Catch Me If You Can

Remember the S&P 493 “catch up” thesis?

If not, don’t worry, it’s simple. It said the yawning disparity between earnings growth for the mega-cap tech leadership and the rest of the index was set to narrow from both sides going forward, as Mag7 profit growth decelerated (but remained healthy by the standards of “normal” companies) and EPS growth for “lesser” companies picked up.

The result would be a rally built on a more inclusive, and thereby a sturdier, foundation. I don’t know if that ever became “consensus” in a generalized sense of the term, where that means I’m not sure the “catch up” thesis ever enjoyed real buy-in from decision makers and capital allocators. But going strictly by Wall Street forecasts, it was widely viewed as the most likely “resolution” to what’s still described as a perilously concentrated market, where a handful of names account for an outsized share of sales and EPS growth.

It’s too much to call the “catch up” thesis disproven, but the proverbial can was kicked, and not for the first time. Consider the figure on the left below, from Goldman’s David Kostin.

Mag7 EPS growth outstripped the rest of the index by 19ppt in Q2 and by 20ppt in Q1. The gap’s not seen narrowing entirely until late next year.

For context, the EPS growth gap between the “best” and the “rest,” so to speak, was supposed to be just 3ppt in 2025, according to analysts’ forecasts as they stood this time last year. With two of 2025’s four quarters on the books, that gap’s tracking a full 10ppt higher, at 13ppt.

The figure on the right, above, is pretty remarkable. The sharp upward inflection in consensus 2026 EPS for the Mag7 since the beginning of Q2 reporting season now has analysts projecting higher per share earnings next year for the group than they were projecting at the beginning of the year. For the rest of the index, by contrast, analysts have cut their estimates for next year’s profits by 4%.
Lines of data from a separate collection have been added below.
//! Playback clock: steady-rate tick loops shared between sessions.
//!
//! **Why**: Every playing session needs a periodic tick at its target fps.
//! Sessions that run at the same rate share one ticker thread instead of
//! spawning one each; the ticker stops once its last session deinstalls.
//!
//! Ticks are dispatched onto the state queue, never run on the ticker thread,
//! so a tick callback may freely touch session state.
//!
//! # Rate Selection
//!
//! [`playback_fps`]: `max(min(source, cap), floor)`, then limited by the
//! display refresh rate. [`frame_step`]: how many source frames one tick
//! advances when the source runs faster than playback.

use crossbeam_channel::{Sender, bounded, select, tick};
use log::{debug, error, trace};
use std::collections::HashMap;
use std::sync::atomic::{AtomicU64, Ordering};
use std::sync::{Arc, Mutex, Weak};
use std::thread;
use std::time::Duration;

use super::state_queue::StateQueue;

type Callback = Arc<dyn Fn() + Send + Sync>;
type Callbacks = Arc<Mutex<HashMap<u64, Callback>>>;

/// Tick rate for a session.
///
/// The floor keeps very low-fps assets animating smoothly, the cap keeps
/// expensive assets from over-rendering.
pub fn playback_fps(source_fps: u32, max_fps: u32, floor: u32, max_refresh_rate: u32) -> u32 {
    let fps = source_fps.min(max_fps).max(floor);
    fps.min(max_refresh_rate.max(30)).max(1)
}

/// Source frames advanced per delivered frame.
pub fn frame_step(source_fps: u32, target_fps: u32) -> i32 {
    if target_fps == 0 || source_fps <= target_fps {
        return 1;
    }
    ((source_fps as f32 / target_fps as f32).round() as i32).max(1)
}

struct TickLoop {
    callbacks: Callbacks,
    // Dropping the sender stops the ticker thread
    _stop: Sender<()>,
}

/// Registry of running tick loops, keyed by period.
pub struct FpsLoops {
    queue: Arc<StateQueue>,
    loops: Mutex<HashMap<u64, TickLoop>>,
    next_id: AtomicU64,
}

impl FpsLoops {
    pub fn new(queue: Arc<StateQueue>) -> Arc<Self> {
        Arc::new(Self {
            queue,
            loops: Mutex::new(HashMap::new()),
            next_id: AtomicU64::new(1),
        })
    }

    /// Install `callback` to run on the state queue `fps` times per second.
    ///
    /// The registration lives as long as the returned token.
    pub fn install<F>(self: &Arc<Self>, fps: u32, callback: F) -> ClockToken
    where
        F: Fn() + Send + Sync + 'static,
    {
        let period = Duration::from_secs_f64(1.0 / fps.max(1) as f64);
        let period_us = period.as_micros() as u64;
        let id = self.next_id.fetch_add(1, Ordering::Relaxed);

        let mut loops = self.loops.lock().unwrap_or_else(|e| e.into_inner());
        let entry = loops.entry(period_us).or_insert_with(|| self.spawn_loop(period));
        entry
            .callbacks
            .lock()
            .unwrap_or_else(|e| e.into_inner())
            .insert(id, Arc::new(callback));

        trace!("Clock token {} installed at {} fps", id, fps);
        ClockToken {
            loops: Arc::downgrade(self),
            period_us,
            id,
        }
    }

    /// Number of ticker threads currently running
    pub fn active_loops(&self) -> usize {
        self.loops.lock().unwrap_or_else(|e| e.into_inner()).len()
    }

    fn spawn_loop(&self, period: Duration) -> TickLoop {
        let callbacks: Callbacks = Arc::new(Mutex::new(HashMap::new()));
        let (stop_tx, stop_rx) = bounded::<()>(0);
        let queue = Arc::clone(&self.queue);
        let thread_callbacks = Arc::clone(&callbacks);

        let spawned = thread::Builder::new()
            .name(format!("lottie-clock-{}us", period.as_micros()))
            .spawn(move || {
                let ticker = tick(period);
                loop {
                    select! {
                        recv(ticker) -> _ => {
                            let current: Vec<Callback> = thread_callbacks
                                .lock()
                                .unwrap_or_else(|e| e.into_inner())
                                .values()
                                .cloned()
                                .collect();
                            if current.is_empty() {
                                continue;
                            }
                            queue.async_run(move || {
                                for cb in &current {
                                    cb();
                                }
                            });
                        }
                        recv(stop_rx) -> _ => break,
                    }
                }
                trace!("Clock loop {:?} stopped", period);
            });

        if let Err(e) = spawned {
            error!("Failed to spawn clock loop {:?}: {}", period, e);
        } else {
            debug!("Clock loop started: period {:?}", period);
        }

        TickLoop {
            callbacks,
            _stop: stop_tx,
        }
    }

    fn deinstall(&self, period_us: u64, id: u64) {
        let mut loops = self.loops.lock().unwrap_or_else(|e| e.into_inner());
        let Some(entry) = loops.get(&period_us) else {
            return;
        };
        let now_empty = {
            let mut callbacks = entry.callbacks.lock().unwrap_or_else(|e| e.into_inner());
            callbacks.remove(&id);
            callbacks.is_empty()
        };
        if now_empty {
            loops.remove(&period_us);
        }
        trace!("Clock token {} deinstalled", id);
    }
}

/// Registration in a tick loop. Dropping it stops the ticks for this session.
pub struct ClockToken {
    loops: Weak<FpsLoops>,
    period_us: u64,
    id: u64,
}

impl ClockToken {
    pub fn period(&self) -> Duration {
        Duration::from_micros(self.period_us)
    }
}

impl Drop for ClockToken {
    fn drop(&mut self) {
        if let Some(loops) = self.loops.upgrade() {
            loops.deinstall(self.period_us, self.id);
        }
    }
}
Call this yet another reminder that not even corporate America’s immune from the “haves”/”haves-nots” divide which, just as much as any “purely” political debate, defines life in the richest, most prosperous and, arguably, most inegalitarian, nation the world’s ever known.

Suffice to say hard work and determination aren’t enough. Frank Abagnale Sr.’s second mouse would’ve drowned too in today’s America.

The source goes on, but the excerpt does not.